The needs of small organizations. Too many technologies are designed for large companies and the budgets that go with them.

What annoys you?
Right now, it's software licensing models that are inflexible and unrealistic. Virtualization is going to change our industry, but some vendors seem unwilling to embrace that. I should not have to license every physical machine I have because I might run an application on one machine one day, but the next run it on a different machine. Licensing models should acknowledge my intent, which is to run only one copy of the software.

For what would you use a magic IT security wand?
For my own benefit, to forever secure my networks from the expanding threats that are out there. For the benefit of all, to protect our private information in the databases of companies so that we don't have to worry about using e-commerce and the other great things the web has to offer.

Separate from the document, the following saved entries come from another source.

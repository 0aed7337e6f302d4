//! Cell classification shared by the CSV and XLSX readers.
//!
//! Both readers turn their raw input into [`Cell`]s first: the CSV reader by
//! parsing text tokens, the XLSX reader from stored cell metadata. Column
//! types are then decided here, so both formats agree on what "numeric" means.

use chrono::{NaiveDate, NaiveDateTime};
use polars::prelude::*;
use std::collections::HashSet;

/// Tokens read as missing values, matching the usual CSV conventions.
pub const NA_TOKENS: &[&str] = &[
    "", "#N/A", "#N/A N/A", "#NA", "-1.#IND", "-1.#QNAN", "-NaN", "-nan", "1.#IND", "1.#QNAN",
    "<NA>", "N/A", "NA", "NULL", "NaN", "None", "n/a", "nan", "null",
];

const DATETIME_FORMATS: &[&str] = &[
    "%Y-%m-%d %H:%M:%S%.f",
    "%Y-%m-%dT%H:%M:%S%.f",
    "%Y-%m-%d %H:%M",
    "%Y-%m-%dT%H:%M",
];

/// A single classified input value.
#[derive(Debug, Clone, PartialEq)]
pub enum Cell {
    Missing,
    Int(i64),
    Float(f64),
    Bool(bool),
    /// Milliseconds since the Unix epoch, no time zone.
    DateTime(i64),
    Text(String),
}

impl Cell {
    /// Classify a CSV text token.
    pub fn from_token(token: &str) -> Self {
        if NA_TOKENS.contains(&token) {
            return Self::Missing;
        }
        if let Ok(v) = token.parse::<i64>() {
            return Self::Int(v);
        }
        if let Ok(v) = token.parse::<f64>() {
            return Self::Float(v);
        }
        match token {
            "true" | "True" | "TRUE" => return Self::Bool(true),
            "false" | "False" | "FALSE" => return Self::Bool(false),
            _ => {}
        }
        if let Some(ms) = parse_datetime(token) {
            return Self::DateTime(ms);
        }
        Self::Text(token.to_owned())
    }

    pub fn is_missing(&self) -> bool {
        matches!(self, Self::Missing)
    }

    fn as_i64(&self) -> Option<i64> {
        match self {
            Self::Int(v) => Some(*v),
            _ => None,
        }
    }

    fn as_f64(&self) -> Option<f64> {
        match self {
            Self::Int(v) => Some(*v as f64),
            Self::Float(v) => Some(*v),
            _ => None,
        }
    }

    fn as_bool(&self) -> Option<bool> {
        match self {
            Self::Bool(v) => Some(*v),
            _ => None,
        }
    }

    fn as_millis(&self) -> Option<i64> {
        match self {
            Self::DateTime(v) => Some(*v),
            _ => None,
        }
    }

    /// Text rendering used when a column falls back to text.
    pub fn render(&self) -> Option<String> {
        match self {
            Self::Missing => None,
            Self::Int(v) => Some(v.to_string()),
            Self::Float(v) => Some(v.to_string()),
            Self::Bool(v) => Some(v.to_string()),
            Self::DateTime(ms) => Some(
                chrono::DateTime::from_timestamp_millis(*ms)
                    .map(|dt| dt.naive_utc().format("%Y-%m-%d %H:%M:%S").to_string())
                    .unwrap_or_else(|| ms.to_string()),
            ),
            Self::Text(s) => Some(s.clone()),
        }
    }
}

/// Parse an ISO date or date-time into epoch milliseconds.
pub fn parse_datetime(token: &str) -> Option<i64> {
    // cheap reject before trying every format
    if token.len() < 10 || !token.as_bytes().get(4).is_some_and(|b| *b == b'-') {
        return None;
    }
    DATETIME_FORMATS
        .iter()
        .find_map(|fmt| NaiveDateTime::parse_from_str(token, fmt).ok())
        .or_else(|| {
            NaiveDate::parse_from_str(token, "%Y-%m-%d")
                .ok()
                .and_then(|d| d.and_hms_opt(0, 0, 0))
        })
        .map(|dt| dt.and_utc().timestamp_millis())
}

/// Column type decided from a column's cells.
#[derive(Debug, Clone, Copy, PartialEq, Eq)]
pub enum Inferred {
    Integer,
    Float,
    Boolean,
    Temporal,
    Text,
}

/// Decide a column's type from its non-missing cells.
///
/// Integers widen to floats. Any other mix, or a column with no values at
/// all, is text.
pub fn classify(cells: &[Cell]) -> Inferred {
    let mut kind = None;
    for cell in cells {
        let cell_kind = match cell {
            Cell::Missing => continue,
            Cell::Int(_) => Inferred::Integer,
            Cell::Float(_) => Inferred::Float,
            Cell::Bool(_) => Inferred::Boolean,
            Cell::DateTime(_) => Inferred::Temporal,
            Cell::Text(_) => return Inferred::Text,
        };
        kind = Some(match (kind, cell_kind) {
            (None, k) => k,
            (Some(a), b) if a == b => a,
            (
                Some(Inferred::Integer | Inferred::Float),
                Inferred::Integer | Inferred::Float,
            ) => Inferred::Float,
            _ => return Inferred::Text,
        });
    }
    kind.unwrap_or(Inferred::Text)
}

/// Build a typed polars column from classified cells.
pub fn build_column(name: &str, cells: &[Cell], kind: Inferred) -> PolarsResult<Column> {
    let name = PlSmallStr::from(name);
    let series = match kind {
        Inferred::Integer => Series::new(name, cells.iter().map(Cell::as_i64).collect::<Vec<_>>()),
        Inferred::Float => Series::new(name, cells.iter().map(Cell::as_f64).collect::<Vec<_>>()),
        Inferred::Boolean => {
            Series::new(name, cells.iter().map(Cell::as_bool).collect::<Vec<_>>())
        }
        Inferred::Temporal => {
            Series::new(name, cells.iter().map(Cell::as_millis).collect::<Vec<_>>())
                .cast(&DataType::Datetime(TimeUnit::Milliseconds, None))?
        }
        Inferred::Text => Series::new(
            name,
            cells.iter().map(Cell::render).collect::<Vec<Option<String>>>(),
        ),
    };
    Ok(Column::from(series))
}

/// Make header names usable as unique column names.
///
/// Empty names become `Unnamed: {index}`. Repeats of `a` become `a.1`,
/// `a.2` and so on.
pub fn header_names<I, S>(raw: I) -> Vec<String>
where
    I: IntoIterator<Item = S>,
    S: AsRef<str>,
{
    let mut taken = HashSet::new();
    let mut names = Vec::new();

    for (idx, name) in raw.into_iter().enumerate() {
        let base = match name.as_ref() {
            "" => format!("Unnamed: {idx}"),
            other => other.to_owned(),
        };
        let mut candidate = base.clone();
        let mut suffix = 0;
        while taken.contains(&candidate) {
            suffix += 1;
            candidate = format!("{base}.{suffix}");
        }
        taken.insert(candidate.clone());
        names.push(candidate);
    }

    names
}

What security threats are overblown?
I hate to say it, but if it's a threat, then it's probably not overblown. We need to consider them all, not taking all threats seriously is what will lead to trouble.


SKILLS IN DEMAND

Risk management

Executives need to understand what they're spending money on when it comes to security. Technology risk management is about identifying risk, measuring risk and mitigating risk relative to an organization's tolerance for risk.

Alignment
Security programs must measure up to industry regulatory requirements. However, looking beyond regulatory requirements is where we find an organization's true tolerance for risk. The ability to properly align risk mitigation strategies with business objectives is a skill more and more employers need and demand.

The reward
Corporate salaries range from $80-120K and consultant salaries push into the mid-$100s.

Source: Jeff Snyder, president, SecurityRecruiter.com

Get daily email updates

SC Media's daily must-read of the most current and pressing daily news

By clicking the Subscribe button below, you agree to SC Media Terms and Conditions and Privacy Policy.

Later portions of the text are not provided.